Hey! Young Justice is my life. As of the time I'm sending this, Pride Month is almost over. I read over lots of the asks and replies you get on here and a fair amount are about something LGBT related, whether its about something thats akin to Fanfiction or borderline homophobic. I'm sure you might have come to dread those types of questions, but mines is a bit different.

I don't want you to think that I'm requesting this, i guess at the end of the day i am, but i mean so in the most respectful way possible. Please... If there's ever a time when you might include LGBT content or anything like it in YJ, please don't let it be queerbaiting. Its such a horrible thing to do to us. I don't think I'd be able to handle it from my favorite show. I don't think you'd ever let that happen, and i don't even think we'd get LGBT relationships in the show, but i just had to say it. For myself, just in case.

Greg responds...

I had to look up queerbaiting: https://en.wikipedia.org/wiki/Queerbaiting

Some of the examples given on the wikipedia page seem unfair to me. (Though I'm happy to grant that as a straight male, I'm coming at this from a very different point of view.) For example, calling Holmes and Watson queerbaiting actually seems outrageous to me. Creators need to be able to present two male or two female best friends in a close but non-sexual relationship without being accused of trying to "bait" anyone.
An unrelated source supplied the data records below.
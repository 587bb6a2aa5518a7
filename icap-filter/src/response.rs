//! ICAP response types.
//!
//! This module defines:
//! - [`StatusCode`]: ICAP status codes (RFC 3507) with their reason phrases.
//! - [`Response`]: a response to send, consumed once by the serializer.
//!
//! Any `ISTag` a caller puts on a [`Response`] is ignored on the wire: the
//! serializer always writes exactly one `ISTag` carrying the process-wide
//! service tag.
//!
//! # Examples
//!
//! ```rust
//! use icap_filter::{Response, StatusCode};
//!
//! let resp = Response::no_content().add_header("ISTag", "ignored");
//! let raw = resp.to_raw("filter-1.0");
//! let text = String::from_utf8(raw).unwrap();
//!
//! assert!(text.starts_with("ICAP/1.0 204 No Content\r\n"));
//! assert!(text.contains("ISTag: \"filter-1.0\"\r\n"));
//! assert!(!text.contains("ignored"));
//! assert_eq!(resp.status_code, StatusCode::NoContent204);
//! ```

use std::fmt;
use std::str::FromStr;

use http::{Request as HttpRequest, Response as HttpResponse};
use tracing::trace;

use crate::ICAP_VERSION;
use crate::error::{Error, IcapResult};
use crate::headers::Headers;
use crate::parser::http_embed::{serialize_http_request_head, serialize_http_response_head};
use crate::parser::wire::{find_double_crlf, serialize_icap_response, write_chunk_into};

/// ICAP status codes as defined in RFC 3507.
#[derive(Debug, Clone, Copy, PartialEq, Eq, Hash)]
pub enum StatusCode {
    Continue100,
    Ok200,
    NoContent204,
    PartialContent206,
    BadRequest400,
    NotFound404,
    MethodNotAllowed405,
    RequestTimeout408,
    RequestEntityTooLarge413,
    InternalServerError500,
    NotImplemented501,
    BadGateway502,
    ServiceUnavailable503,
    VersionNotSupported505,
}

impl StatusCode {
    pub fn as_u16(&self) -> u16 {
        match self {
            StatusCode::Continue100 => 100,
            StatusCode::Ok200 => 200,
            StatusCode::NoContent204 => 204,
            StatusCode::PartialContent206 => 206,
            StatusCode::BadRequest400 => 400,
            StatusCode::NotFound404 => 404,
            StatusCode::MethodNotAllowed405 => 405,
            StatusCode::RequestTimeout408 => 408,
            StatusCode::RequestEntityTooLarge413 => 413,
            StatusCode::InternalServerError500 => 500,
            StatusCode::NotImplemented501 => 501,
            StatusCode::BadGateway502 => 502,
            StatusCode::ServiceUnavailable503 => 503,
            StatusCode::VersionNotSupported505 => 505,
        }
    }

    /// Reason phrase written on the status line.
    pub fn reason(&self) -> &'static str {
        match self {
            StatusCode::Continue100 => "Continue",
            StatusCode::Ok200 => "OK",
            StatusCode::NoContent204 => "No Content",
            StatusCode::PartialContent206 => "Partial Content",
            StatusCode::BadRequest400 => "Bad Request",
            StatusCode::NotFound404 => "Service Not Found",
            StatusCode::MethodNotAllowed405 => "Method Not Allowed",
            StatusCode::RequestTimeout408 => "Request Timeout",
            StatusCode::RequestEntityTooLarge413 => "Request Entity Too Large",
            StatusCode::InternalServerError500 => "Internal Server Error",
            StatusCode::NotImplemented501 => "Method Not Implemented",
            StatusCode::BadGateway502 => "Bad Gateway",
            StatusCode::ServiceUnavailable503 => "Service Unavailable",
            StatusCode::VersionNotSupported505 => "ICAP Version Not Supported",
        }
    }
}

impl fmt::Display for StatusCode {
    fn fmt(&self, f: &mut fmt::Formatter<'_>) -> fmt::Result {
        write!(f, "{}", self.as_u16())
    }
}

impl TryFrom<u16> for StatusCode {
    type Error = &'static str;

    fn try_from(v: u16) -> Result<Self, Self::Error> {
        Ok(match v {
            100 => StatusCode::Continue100,
            200 => StatusCode::Ok200,
            204 => StatusCode::NoContent204,
            206 => StatusCode::PartialContent206,
            400 => StatusCode::BadRequest400,
            404 => StatusCode::NotFound404,
            405 => StatusCode::MethodNotAllowed405,
            408 => StatusCode::RequestTimeout408,
            413 => StatusCode::RequestEntityTooLarge413,
            500 => StatusCode::InternalServerError500,
            501 => StatusCode::NotImplemented501,
            502 => StatusCode::BadGateway502,
            503 => StatusCode::ServiceUnavailable503,
            505 => StatusCode::VersionNotSupported505,
            _ => return Err("Invalid ICAP status code"),
        })
    }
}

impl FromStr for StatusCode {
    type Err = &'static str;

    fn from_str(s: &str) -> Result<Self, Self::Err> {
        let code = s.trim().parse::<u16>().map_err(|_| "Invalid status code")?;
        StatusCode::try_from(code)
    }
}

/// An ICAP response.
#[derive(Debug, Clone, PartialEq, Eq)]
pub struct Response {
    pub status_code: StatusCode,
    pub headers: Headers,
    /// Raw bytes written after the header block.
    pub body: Option<Vec<u8>>,
}

impl Response {
    pub fn new(status_code: StatusCode) -> Self {
        Self {
            status_code,
            headers: Headers::new(),
            body: None,
        }
    }

    /// Shortcut for `204 No Content` with `Encapsulated: null-body=0`.
    pub fn no_content() -> Self {
        Self::new(StatusCode::NoContent204).add_header("Encapsulated", "null-body=0")
    }

    /// Add or overwrite a header.
    pub fn add_header(mut self, name: &str, value: &str) -> Self {
        self.headers.insert(name, value);
        self
    }

    pub fn with_body(mut self, body: &[u8]) -> Self {
        self.body = Some(body.to_vec());
        self
    }

    pub fn with_body_string(mut self, body: &str) -> Self {
        self.body = Some(body.as_bytes().to_vec());
        self
    }

    /// Embed an HTTP response (`res-hdr` + chunked `res-body`).
    pub fn with_http_response(self, resp: &HttpResponse<Vec<u8>>) -> Self {
        let head = serialize_http_response_head(resp);
        self.with_embedded("res-hdr", "res-body", head, resp.body())
    }

    /// Embed an HTTP request (`req-hdr` + chunked `req-body`).
    pub fn with_http_request(self, req: &HttpRequest<Vec<u8>>) -> Self {
        let head = serialize_http_request_head(req);
        self.with_embedded("req-hdr", "req-body", head, req.body())
    }

    fn with_embedded(mut self, hdr_key: &str, body_key: &str, head: Vec<u8>, body: &[u8]) -> Self {
        let encapsulated = if body.is_empty() {
            format!("{hdr_key}=0, null-body={}", head.len())
        } else {
            format!("{hdr_key}=0, {body_key}={}", head.len())
        };
        self.headers.insert("Encapsulated", encapsulated);

        let mut out = head;
        if !body.is_empty() {
            write_chunk_into(&mut out, body);
            write_chunk_into(&mut out, &[]);
        }
        self.body = Some(out);
        self
    }

    /// Serialize into wire bytes with the given service tag.
    pub fn to_raw(&self, istag: &str) -> Vec<u8> {
        serialize_icap_response(self, istag)
    }

    /// Parse an ICAP response from raw bytes.
    pub fn from_raw(raw: &[u8]) -> IcapResult<Self> {
        parse_icap_response(raw)
    }

    pub fn get_header(&self, name: &str) -> Option<&str> {
        self.headers.get(name)
    }

    pub fn has_header(&self, name: &str) -> bool {
        self.headers.contains(name)
    }

    pub fn remove_header(&mut self, name: &str) -> Option<String> {
        self.headers.remove(name)
    }

    /// Whether the response indicates success (200 or 204).
    pub fn is_success(&self) -> bool {
        matches!(
            self.status_code,
            StatusCode::Ok200 | StatusCode::NoContent204
        )
    }

    /// Whether the response indicates an error (4xx/5xx).
    pub fn is_error(&self) -> bool {
        self.status_code.as_u16() >= 400
    }
}

impl fmt::Display for Response {
    fn fmt(&self, f: &mut fmt::Formatter<'_>) -> fmt::Result {
        writeln!(
            f,
            "{} {} {}",
            ICAP_VERSION,
            self.status_code,
            self.status_code.reason()
        )?;
        write!(f, "{}", self.headers)?;
        if let Some(body) = &self.body {
            writeln!(f, "\n{}", String::from_utf8_lossy(body))?;
        }
        Ok(())
    }
}

/// Parse an ICAP response (status line, headers, remaining bytes as body).
pub fn parse_icap_response(raw: &[u8]) -> IcapResult<Response> {
    trace!("parse_icap_response: len={}", raw.len());
    if raw.is_empty() {
        return Err(Error::invalid_response("Empty response"));
    }

    let hdr_end = find_double_crlf(raw)
        .ok_or_else(|| Error::invalid_response("ICAP response headers not complete"))?;
    let head = String::from_utf8_lossy(&raw[..hdr_end]);
    let mut lines = head.split("\r\n");

    let status_line = lines.next().unwrap_or_default();
    let parts: Vec<&str> = status_line.split_whitespace().collect();
    if parts.len() < 2 || !parts[0].starts_with("ICAP/") {
        return Err(Error::invalid_response(format!("Invalid status line: {status_line:?}")));
    }
    let status_code = StatusCode::from_str(parts[1])
        .map_err(|e| Error::invalid_response(format!("{e}: {}", parts[1])))?;

    let mut headers = Headers::new();
    for line in lines {
        if line.is_empty() {
            break;
        }
        if let Some((name, value)) = line.split_once(':') {
            headers.insert(name.trim(), value.trim());
        }
    }

    // the serializer closes every response with one CRLF
    let rest = &raw[hdr_end..];
    let rest = rest.strip_suffix(b"\r\n").unwrap_or(rest);
    let body = (!rest.is_empty()).then(|| rest.to_vec());
    Ok(Response {
        status_code,
        headers,
        body,
    })
}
I'm not going to address anything related to YJ, since that would involve spoilers, but I will bring up some Gargoyles stuff, as an example.

In our minds, Lexington is gay. But in those mid-nineties days when the series was originally on the air, there was absolutely no way Disney would let us objectively show this. Nevertheless, we strove to write the character to be consistent with his orientation. We thought we were doing the best possible alternative. So were we queerbaiting? And what would the alternative have been? Not depicting any LGBTQ characters at all?

I, personally, don't have the clout to make (successful) ultimatums to my employers. I could, of course, have insisted on being allowed to show Lexington kiss a guy. But if I had insisted that it's the kiss or I walk, Disney would have shrugged and waved goodbye to me. And my replacement would likely - if only to reassure his or her bosses - have made Lex objectively STRAIGHT. Is that better for anyone?

This kind of thing is simply a reality of the industry. It is getting better. There are plenty of series we can point to that demonstrate that. And I like to think I'm trying to help make things better still. But I'm going to - for my own mental health - reject the notion of queerbaiting almost entirely.

Maybe I'm not yet 'woke' enough. That's certainly possible. But I'm going to consistently push to depict what I can, to suggest what I cannot and to not for one second shy away from depicting two same sex characters having a close but platonic relationship, because (for example) one or both might be heterosexual. Because I write characters. I don't write agendas-masquerading-as-characters. I have agendas, but I don't write characters who are nothing but. I try to keep my characters consistent and true to themselves. But I'm not baiting anyone. And I'm certainly not trying to trick anyone with this sort of thing. Quite the reverse. I'm simply trying to do the best I can under occasionally hostile conditions.

Sorry if that's disappointing. But it's the best 2018 Greg Weisman can give you.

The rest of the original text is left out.